Task instructions
Every line of the records that holds the word "corners" should be copied.

_ _ _

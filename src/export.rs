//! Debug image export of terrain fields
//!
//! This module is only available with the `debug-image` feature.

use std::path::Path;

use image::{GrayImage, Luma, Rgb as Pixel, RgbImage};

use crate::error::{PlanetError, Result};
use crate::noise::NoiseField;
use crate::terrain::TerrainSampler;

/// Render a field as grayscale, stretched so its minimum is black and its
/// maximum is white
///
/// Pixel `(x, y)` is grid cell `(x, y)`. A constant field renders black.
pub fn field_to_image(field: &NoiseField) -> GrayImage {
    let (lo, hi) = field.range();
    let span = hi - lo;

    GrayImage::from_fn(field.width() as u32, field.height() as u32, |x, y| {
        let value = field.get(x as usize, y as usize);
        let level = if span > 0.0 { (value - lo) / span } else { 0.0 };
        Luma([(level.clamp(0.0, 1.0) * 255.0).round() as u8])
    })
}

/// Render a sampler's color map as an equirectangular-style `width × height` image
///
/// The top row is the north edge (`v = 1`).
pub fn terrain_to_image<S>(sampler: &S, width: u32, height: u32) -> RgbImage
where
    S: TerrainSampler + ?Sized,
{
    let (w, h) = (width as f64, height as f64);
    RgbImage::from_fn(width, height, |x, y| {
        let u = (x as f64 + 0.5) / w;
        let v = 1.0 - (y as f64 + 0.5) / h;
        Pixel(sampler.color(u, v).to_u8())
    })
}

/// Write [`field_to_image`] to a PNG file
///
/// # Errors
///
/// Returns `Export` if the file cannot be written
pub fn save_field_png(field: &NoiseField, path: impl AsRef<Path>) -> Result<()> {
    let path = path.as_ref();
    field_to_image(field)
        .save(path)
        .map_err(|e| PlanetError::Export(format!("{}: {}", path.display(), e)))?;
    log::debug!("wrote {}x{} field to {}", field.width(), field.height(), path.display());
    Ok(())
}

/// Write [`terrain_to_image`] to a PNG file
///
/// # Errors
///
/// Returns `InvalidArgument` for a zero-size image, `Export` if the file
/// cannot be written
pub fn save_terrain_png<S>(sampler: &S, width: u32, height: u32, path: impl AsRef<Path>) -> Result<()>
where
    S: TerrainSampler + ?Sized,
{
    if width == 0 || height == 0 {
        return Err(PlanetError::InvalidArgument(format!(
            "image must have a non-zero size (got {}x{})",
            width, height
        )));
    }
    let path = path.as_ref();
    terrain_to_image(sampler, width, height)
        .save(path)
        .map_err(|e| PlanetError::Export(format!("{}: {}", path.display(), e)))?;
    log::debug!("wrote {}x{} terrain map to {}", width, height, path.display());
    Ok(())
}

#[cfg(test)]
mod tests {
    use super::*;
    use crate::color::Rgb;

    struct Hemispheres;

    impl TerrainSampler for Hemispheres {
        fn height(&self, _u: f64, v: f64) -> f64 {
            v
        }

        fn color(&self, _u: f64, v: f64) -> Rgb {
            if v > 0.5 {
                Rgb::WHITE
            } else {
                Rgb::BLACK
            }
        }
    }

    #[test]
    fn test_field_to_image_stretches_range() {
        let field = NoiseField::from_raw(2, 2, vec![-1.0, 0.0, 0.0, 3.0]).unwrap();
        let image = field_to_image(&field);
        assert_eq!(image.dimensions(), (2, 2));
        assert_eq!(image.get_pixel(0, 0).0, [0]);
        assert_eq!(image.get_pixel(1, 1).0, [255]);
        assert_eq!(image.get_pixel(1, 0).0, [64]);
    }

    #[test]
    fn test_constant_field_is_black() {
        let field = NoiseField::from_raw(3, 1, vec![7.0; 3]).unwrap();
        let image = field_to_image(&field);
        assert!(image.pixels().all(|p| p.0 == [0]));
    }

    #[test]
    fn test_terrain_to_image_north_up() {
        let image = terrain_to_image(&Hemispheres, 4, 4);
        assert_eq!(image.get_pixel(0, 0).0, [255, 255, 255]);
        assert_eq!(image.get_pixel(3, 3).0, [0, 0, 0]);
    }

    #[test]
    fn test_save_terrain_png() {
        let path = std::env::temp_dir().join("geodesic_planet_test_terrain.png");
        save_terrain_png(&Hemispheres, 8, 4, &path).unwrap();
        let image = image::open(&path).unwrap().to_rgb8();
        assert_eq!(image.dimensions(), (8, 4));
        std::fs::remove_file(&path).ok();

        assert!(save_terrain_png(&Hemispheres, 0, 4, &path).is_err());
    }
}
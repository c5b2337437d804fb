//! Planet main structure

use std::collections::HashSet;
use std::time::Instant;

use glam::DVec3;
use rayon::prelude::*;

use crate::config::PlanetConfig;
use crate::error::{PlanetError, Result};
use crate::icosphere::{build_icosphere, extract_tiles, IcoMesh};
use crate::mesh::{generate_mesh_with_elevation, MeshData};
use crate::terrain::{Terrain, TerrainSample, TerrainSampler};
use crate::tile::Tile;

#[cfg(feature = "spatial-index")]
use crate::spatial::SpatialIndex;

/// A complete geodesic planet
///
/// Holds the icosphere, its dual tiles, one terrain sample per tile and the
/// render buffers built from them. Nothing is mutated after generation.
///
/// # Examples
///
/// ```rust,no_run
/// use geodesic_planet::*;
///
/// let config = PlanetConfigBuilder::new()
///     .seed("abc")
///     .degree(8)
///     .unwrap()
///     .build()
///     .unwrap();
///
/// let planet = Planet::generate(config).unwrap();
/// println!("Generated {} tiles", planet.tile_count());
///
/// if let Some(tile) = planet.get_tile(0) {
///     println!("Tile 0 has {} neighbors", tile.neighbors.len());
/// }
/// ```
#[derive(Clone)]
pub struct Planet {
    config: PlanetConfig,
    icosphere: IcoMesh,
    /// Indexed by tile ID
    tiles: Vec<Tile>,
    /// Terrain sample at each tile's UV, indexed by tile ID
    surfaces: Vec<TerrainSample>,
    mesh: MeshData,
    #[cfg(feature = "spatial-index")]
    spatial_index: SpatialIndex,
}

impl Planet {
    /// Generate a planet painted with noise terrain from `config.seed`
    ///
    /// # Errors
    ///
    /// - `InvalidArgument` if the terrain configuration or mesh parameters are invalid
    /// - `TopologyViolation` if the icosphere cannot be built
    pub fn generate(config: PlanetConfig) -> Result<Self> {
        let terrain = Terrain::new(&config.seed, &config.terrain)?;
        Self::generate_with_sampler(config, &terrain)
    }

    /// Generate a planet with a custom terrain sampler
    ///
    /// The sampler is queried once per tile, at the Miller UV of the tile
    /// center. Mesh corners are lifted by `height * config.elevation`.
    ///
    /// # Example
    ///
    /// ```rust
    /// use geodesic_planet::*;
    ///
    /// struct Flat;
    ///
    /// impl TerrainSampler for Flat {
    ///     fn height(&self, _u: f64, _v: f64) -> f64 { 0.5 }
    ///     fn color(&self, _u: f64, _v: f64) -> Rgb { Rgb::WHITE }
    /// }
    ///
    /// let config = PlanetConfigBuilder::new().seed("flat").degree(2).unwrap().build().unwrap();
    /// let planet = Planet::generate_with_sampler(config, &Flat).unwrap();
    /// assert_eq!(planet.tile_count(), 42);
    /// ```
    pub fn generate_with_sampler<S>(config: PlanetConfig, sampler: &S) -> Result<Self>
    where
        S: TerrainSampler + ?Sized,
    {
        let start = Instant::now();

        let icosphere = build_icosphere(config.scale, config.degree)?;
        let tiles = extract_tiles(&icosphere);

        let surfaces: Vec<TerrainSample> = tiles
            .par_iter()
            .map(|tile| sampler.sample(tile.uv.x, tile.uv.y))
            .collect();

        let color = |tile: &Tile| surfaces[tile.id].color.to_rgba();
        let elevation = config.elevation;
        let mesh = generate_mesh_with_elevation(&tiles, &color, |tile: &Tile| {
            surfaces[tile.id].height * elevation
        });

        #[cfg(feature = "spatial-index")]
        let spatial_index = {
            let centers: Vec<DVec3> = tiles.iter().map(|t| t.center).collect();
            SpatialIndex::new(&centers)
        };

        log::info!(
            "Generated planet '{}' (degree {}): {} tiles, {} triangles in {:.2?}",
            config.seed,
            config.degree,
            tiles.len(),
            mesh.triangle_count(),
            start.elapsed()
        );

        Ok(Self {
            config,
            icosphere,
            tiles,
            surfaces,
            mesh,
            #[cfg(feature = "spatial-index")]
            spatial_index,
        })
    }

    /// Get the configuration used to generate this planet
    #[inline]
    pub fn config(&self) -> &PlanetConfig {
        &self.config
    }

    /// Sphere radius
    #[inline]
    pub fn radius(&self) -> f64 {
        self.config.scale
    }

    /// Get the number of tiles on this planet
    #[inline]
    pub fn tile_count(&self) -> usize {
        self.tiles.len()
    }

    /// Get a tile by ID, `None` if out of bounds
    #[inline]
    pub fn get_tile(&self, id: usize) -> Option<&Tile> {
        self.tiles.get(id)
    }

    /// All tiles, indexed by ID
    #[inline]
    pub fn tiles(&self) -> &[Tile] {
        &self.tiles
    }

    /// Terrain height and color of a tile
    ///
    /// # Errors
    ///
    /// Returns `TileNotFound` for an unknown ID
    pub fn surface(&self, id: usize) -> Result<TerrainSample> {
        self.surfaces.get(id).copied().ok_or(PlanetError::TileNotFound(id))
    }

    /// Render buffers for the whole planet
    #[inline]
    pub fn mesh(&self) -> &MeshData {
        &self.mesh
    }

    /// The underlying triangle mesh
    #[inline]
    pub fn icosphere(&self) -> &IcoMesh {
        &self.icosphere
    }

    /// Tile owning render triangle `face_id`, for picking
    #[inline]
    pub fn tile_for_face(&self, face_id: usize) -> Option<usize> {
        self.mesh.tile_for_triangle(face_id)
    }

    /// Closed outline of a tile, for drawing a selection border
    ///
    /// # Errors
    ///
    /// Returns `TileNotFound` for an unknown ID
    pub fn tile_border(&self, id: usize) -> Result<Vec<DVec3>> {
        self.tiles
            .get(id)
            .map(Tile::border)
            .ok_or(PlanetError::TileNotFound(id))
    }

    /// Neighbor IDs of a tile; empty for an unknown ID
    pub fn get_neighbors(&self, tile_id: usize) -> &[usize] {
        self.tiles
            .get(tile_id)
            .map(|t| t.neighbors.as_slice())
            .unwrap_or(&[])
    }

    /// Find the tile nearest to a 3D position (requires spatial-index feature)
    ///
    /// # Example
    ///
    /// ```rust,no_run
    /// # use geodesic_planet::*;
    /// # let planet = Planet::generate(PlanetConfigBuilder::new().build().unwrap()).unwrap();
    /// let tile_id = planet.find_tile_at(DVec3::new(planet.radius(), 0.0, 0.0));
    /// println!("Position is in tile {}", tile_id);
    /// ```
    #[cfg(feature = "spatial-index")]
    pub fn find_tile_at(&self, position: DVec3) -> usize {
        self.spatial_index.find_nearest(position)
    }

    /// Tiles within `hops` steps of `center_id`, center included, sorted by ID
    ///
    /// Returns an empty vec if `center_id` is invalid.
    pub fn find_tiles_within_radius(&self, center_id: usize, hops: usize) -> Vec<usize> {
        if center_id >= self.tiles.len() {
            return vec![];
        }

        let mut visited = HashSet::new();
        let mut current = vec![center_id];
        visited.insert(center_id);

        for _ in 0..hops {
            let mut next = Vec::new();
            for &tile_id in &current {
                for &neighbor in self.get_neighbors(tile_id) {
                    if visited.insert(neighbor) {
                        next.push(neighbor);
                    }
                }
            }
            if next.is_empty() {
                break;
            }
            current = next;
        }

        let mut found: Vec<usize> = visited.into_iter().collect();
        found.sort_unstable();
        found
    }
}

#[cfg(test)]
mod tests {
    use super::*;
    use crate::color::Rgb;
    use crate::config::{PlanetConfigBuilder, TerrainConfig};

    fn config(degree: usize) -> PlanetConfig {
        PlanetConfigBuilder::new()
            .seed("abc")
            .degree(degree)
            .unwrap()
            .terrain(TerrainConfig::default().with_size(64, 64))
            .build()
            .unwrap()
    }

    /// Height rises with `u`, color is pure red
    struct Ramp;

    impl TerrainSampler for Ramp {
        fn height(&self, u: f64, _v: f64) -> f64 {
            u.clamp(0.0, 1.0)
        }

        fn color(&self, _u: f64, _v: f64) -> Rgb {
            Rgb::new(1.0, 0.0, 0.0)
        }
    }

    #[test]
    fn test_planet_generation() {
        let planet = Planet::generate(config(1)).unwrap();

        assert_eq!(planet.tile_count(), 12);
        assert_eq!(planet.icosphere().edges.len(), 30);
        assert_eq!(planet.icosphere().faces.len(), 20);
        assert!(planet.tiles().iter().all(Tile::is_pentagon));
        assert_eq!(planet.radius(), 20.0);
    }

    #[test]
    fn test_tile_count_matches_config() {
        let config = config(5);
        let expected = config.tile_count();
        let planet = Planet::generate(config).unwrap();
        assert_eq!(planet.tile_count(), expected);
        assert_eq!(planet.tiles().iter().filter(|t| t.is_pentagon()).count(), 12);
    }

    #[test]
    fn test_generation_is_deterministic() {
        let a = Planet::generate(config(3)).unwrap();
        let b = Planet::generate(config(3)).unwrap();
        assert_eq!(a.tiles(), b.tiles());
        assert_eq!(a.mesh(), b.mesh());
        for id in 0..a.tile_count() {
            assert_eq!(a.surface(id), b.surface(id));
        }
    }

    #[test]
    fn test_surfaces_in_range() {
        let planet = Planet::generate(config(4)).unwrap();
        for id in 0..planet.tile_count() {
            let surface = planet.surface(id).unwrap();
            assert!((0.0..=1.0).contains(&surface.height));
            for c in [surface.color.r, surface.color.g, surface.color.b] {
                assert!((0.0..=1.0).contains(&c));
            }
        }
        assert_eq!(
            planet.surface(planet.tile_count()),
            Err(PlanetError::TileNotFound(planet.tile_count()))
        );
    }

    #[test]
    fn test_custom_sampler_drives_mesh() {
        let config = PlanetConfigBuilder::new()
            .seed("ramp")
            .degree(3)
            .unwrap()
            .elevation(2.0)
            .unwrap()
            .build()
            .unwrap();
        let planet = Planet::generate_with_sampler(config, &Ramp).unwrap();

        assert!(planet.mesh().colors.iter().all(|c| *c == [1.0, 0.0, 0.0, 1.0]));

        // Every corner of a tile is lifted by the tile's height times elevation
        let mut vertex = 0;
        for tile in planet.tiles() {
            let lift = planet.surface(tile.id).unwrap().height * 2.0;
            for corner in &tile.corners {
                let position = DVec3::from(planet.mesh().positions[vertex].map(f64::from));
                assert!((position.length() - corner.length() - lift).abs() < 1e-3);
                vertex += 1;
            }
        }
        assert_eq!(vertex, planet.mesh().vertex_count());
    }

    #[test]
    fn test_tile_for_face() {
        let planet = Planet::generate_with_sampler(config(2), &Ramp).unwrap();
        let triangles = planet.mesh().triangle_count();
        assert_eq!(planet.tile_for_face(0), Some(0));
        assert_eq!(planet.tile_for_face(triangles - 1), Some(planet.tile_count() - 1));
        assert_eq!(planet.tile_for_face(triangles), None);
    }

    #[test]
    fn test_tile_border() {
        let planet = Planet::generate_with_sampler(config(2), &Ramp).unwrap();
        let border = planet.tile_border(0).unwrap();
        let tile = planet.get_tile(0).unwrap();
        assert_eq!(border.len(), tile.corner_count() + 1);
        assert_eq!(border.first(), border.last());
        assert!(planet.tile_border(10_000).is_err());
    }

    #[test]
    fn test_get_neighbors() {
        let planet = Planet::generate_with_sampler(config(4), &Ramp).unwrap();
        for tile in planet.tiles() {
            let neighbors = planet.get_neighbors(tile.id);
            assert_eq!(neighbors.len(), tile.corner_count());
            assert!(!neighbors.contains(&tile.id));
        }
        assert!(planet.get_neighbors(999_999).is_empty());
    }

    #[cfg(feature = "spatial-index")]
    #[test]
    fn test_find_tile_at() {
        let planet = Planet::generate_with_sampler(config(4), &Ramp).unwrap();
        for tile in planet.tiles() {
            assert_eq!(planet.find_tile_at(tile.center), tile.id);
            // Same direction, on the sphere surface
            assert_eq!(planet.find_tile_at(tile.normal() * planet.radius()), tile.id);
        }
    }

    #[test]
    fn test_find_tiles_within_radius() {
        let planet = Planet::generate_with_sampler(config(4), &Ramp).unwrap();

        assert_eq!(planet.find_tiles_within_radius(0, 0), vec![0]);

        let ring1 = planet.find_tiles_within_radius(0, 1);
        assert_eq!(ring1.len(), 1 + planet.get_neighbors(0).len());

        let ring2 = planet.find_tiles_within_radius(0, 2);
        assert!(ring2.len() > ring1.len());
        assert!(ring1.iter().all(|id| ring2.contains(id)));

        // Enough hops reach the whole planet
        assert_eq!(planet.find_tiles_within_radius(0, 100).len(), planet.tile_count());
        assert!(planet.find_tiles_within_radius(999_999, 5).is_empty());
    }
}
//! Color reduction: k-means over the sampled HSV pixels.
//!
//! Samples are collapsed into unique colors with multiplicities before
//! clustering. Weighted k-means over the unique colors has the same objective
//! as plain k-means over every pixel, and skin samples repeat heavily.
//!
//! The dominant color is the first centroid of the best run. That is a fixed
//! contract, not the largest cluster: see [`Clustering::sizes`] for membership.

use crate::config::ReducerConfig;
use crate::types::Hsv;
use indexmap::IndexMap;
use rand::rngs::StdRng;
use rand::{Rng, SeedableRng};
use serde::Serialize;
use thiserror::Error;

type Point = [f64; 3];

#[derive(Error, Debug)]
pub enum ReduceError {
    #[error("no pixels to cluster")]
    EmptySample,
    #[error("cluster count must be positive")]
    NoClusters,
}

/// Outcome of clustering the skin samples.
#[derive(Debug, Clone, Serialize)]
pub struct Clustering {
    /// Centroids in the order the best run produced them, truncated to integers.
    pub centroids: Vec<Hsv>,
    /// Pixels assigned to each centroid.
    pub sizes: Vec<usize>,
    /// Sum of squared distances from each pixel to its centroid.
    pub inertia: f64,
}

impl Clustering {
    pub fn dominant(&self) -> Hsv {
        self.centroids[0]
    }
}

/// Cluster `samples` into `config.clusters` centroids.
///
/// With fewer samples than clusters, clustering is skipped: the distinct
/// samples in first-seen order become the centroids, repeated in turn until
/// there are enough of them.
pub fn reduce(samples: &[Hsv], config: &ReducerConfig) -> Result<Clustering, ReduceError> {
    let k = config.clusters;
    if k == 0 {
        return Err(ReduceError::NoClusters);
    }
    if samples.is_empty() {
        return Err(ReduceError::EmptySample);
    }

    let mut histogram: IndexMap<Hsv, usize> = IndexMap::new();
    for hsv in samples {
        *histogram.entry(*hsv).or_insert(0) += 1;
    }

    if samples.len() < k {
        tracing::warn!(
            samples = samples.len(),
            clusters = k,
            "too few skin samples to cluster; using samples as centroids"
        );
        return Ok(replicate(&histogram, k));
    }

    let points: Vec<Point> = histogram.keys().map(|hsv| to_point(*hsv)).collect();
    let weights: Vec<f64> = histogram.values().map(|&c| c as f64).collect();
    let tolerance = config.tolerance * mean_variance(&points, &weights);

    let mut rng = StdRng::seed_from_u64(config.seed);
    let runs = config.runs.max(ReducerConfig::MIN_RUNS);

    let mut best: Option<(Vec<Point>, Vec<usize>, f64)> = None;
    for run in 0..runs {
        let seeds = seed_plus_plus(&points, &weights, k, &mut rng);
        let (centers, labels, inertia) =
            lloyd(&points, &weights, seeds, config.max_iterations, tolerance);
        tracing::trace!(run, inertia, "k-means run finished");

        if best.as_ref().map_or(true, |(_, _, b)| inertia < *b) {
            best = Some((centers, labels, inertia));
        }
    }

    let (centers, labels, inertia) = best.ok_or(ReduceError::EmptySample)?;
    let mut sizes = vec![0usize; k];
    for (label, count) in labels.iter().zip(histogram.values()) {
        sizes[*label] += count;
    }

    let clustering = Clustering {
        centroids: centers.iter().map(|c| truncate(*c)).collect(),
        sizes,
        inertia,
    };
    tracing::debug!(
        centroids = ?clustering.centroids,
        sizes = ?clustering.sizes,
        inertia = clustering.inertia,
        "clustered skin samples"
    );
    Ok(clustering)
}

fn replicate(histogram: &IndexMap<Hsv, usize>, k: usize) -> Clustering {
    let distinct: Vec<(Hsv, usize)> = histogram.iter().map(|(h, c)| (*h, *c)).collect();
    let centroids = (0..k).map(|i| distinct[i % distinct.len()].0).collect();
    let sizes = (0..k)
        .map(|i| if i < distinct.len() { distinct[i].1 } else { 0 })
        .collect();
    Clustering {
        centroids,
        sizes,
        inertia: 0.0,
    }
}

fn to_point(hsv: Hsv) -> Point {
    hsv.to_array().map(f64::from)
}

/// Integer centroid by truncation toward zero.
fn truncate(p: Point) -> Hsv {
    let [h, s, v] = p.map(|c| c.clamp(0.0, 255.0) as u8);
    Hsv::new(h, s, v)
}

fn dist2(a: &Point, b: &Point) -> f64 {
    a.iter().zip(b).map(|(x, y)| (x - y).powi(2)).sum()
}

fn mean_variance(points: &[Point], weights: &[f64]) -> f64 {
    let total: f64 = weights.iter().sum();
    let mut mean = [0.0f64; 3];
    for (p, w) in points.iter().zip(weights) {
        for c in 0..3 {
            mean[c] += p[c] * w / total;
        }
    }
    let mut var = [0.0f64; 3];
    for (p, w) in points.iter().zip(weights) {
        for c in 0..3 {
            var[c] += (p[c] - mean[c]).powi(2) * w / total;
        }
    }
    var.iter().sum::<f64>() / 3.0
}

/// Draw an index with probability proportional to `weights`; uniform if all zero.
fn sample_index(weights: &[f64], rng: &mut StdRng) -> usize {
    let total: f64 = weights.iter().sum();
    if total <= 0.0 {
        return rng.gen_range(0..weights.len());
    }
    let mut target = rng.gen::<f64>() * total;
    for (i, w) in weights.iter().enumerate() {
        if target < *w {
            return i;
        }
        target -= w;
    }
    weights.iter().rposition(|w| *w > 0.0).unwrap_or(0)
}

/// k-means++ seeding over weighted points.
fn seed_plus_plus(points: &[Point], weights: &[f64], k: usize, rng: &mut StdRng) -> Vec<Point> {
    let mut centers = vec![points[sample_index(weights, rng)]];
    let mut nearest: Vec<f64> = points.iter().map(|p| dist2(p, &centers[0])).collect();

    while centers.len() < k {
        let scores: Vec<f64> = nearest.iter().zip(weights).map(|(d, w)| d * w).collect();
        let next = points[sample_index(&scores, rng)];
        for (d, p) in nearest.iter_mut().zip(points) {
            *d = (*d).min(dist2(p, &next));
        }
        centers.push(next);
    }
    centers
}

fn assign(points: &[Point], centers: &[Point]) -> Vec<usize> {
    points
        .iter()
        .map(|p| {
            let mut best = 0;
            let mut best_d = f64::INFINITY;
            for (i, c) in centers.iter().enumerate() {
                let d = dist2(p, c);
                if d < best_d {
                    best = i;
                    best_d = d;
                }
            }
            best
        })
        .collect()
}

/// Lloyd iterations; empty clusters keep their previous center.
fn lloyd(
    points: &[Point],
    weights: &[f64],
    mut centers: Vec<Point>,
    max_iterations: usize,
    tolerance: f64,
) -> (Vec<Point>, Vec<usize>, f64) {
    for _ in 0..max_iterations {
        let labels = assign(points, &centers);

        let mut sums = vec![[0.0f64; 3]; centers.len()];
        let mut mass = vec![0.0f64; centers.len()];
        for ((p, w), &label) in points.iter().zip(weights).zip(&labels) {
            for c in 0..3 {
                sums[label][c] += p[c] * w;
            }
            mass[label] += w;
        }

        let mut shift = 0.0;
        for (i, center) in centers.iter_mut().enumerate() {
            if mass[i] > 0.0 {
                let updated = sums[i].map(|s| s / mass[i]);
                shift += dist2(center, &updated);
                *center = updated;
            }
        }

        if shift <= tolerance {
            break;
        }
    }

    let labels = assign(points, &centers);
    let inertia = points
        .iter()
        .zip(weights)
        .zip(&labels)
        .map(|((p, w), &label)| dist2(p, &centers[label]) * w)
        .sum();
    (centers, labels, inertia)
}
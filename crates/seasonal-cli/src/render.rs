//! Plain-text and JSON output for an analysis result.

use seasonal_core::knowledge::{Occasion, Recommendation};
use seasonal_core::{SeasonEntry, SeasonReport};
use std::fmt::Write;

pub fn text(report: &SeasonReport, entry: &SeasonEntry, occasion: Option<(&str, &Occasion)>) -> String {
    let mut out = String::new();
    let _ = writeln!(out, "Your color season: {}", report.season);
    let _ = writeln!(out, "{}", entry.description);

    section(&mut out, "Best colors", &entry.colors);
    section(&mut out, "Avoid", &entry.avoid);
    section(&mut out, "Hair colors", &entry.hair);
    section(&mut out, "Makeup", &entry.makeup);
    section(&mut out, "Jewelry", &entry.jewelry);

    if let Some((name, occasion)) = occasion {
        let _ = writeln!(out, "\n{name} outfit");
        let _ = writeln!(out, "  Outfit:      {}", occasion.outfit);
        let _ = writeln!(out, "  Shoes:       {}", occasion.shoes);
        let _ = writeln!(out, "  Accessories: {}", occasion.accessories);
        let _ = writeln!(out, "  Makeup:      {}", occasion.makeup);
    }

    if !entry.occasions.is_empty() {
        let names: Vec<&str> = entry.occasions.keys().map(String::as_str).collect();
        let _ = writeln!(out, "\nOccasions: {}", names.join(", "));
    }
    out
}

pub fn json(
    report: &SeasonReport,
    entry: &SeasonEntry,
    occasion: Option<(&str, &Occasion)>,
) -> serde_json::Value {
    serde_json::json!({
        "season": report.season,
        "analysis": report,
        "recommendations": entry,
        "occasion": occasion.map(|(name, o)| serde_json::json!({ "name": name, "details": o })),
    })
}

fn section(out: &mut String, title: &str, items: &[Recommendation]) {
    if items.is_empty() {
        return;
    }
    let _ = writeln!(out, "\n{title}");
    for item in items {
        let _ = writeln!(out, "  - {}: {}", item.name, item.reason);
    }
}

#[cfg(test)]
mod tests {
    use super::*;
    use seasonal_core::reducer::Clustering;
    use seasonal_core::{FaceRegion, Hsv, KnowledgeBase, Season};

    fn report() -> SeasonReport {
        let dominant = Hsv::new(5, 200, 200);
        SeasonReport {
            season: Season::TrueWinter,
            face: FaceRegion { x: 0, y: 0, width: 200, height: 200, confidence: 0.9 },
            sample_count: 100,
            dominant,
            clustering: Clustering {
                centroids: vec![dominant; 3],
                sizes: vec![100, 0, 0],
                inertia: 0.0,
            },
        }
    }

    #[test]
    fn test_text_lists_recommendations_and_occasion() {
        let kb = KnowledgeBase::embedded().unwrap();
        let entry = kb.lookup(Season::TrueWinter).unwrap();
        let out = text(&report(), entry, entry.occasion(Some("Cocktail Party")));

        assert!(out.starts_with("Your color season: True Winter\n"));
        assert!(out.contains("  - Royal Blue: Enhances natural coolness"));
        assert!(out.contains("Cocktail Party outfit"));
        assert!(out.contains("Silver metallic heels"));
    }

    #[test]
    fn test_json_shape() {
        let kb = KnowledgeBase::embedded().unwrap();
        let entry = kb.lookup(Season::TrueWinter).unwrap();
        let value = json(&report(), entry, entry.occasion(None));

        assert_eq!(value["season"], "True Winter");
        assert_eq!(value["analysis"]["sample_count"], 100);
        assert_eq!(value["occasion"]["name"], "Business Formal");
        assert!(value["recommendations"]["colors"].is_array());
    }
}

_ _ _

Task result
    /// center. Mesh corners are lifted by `height * config.elevation`.
            for corner in &tile.corners {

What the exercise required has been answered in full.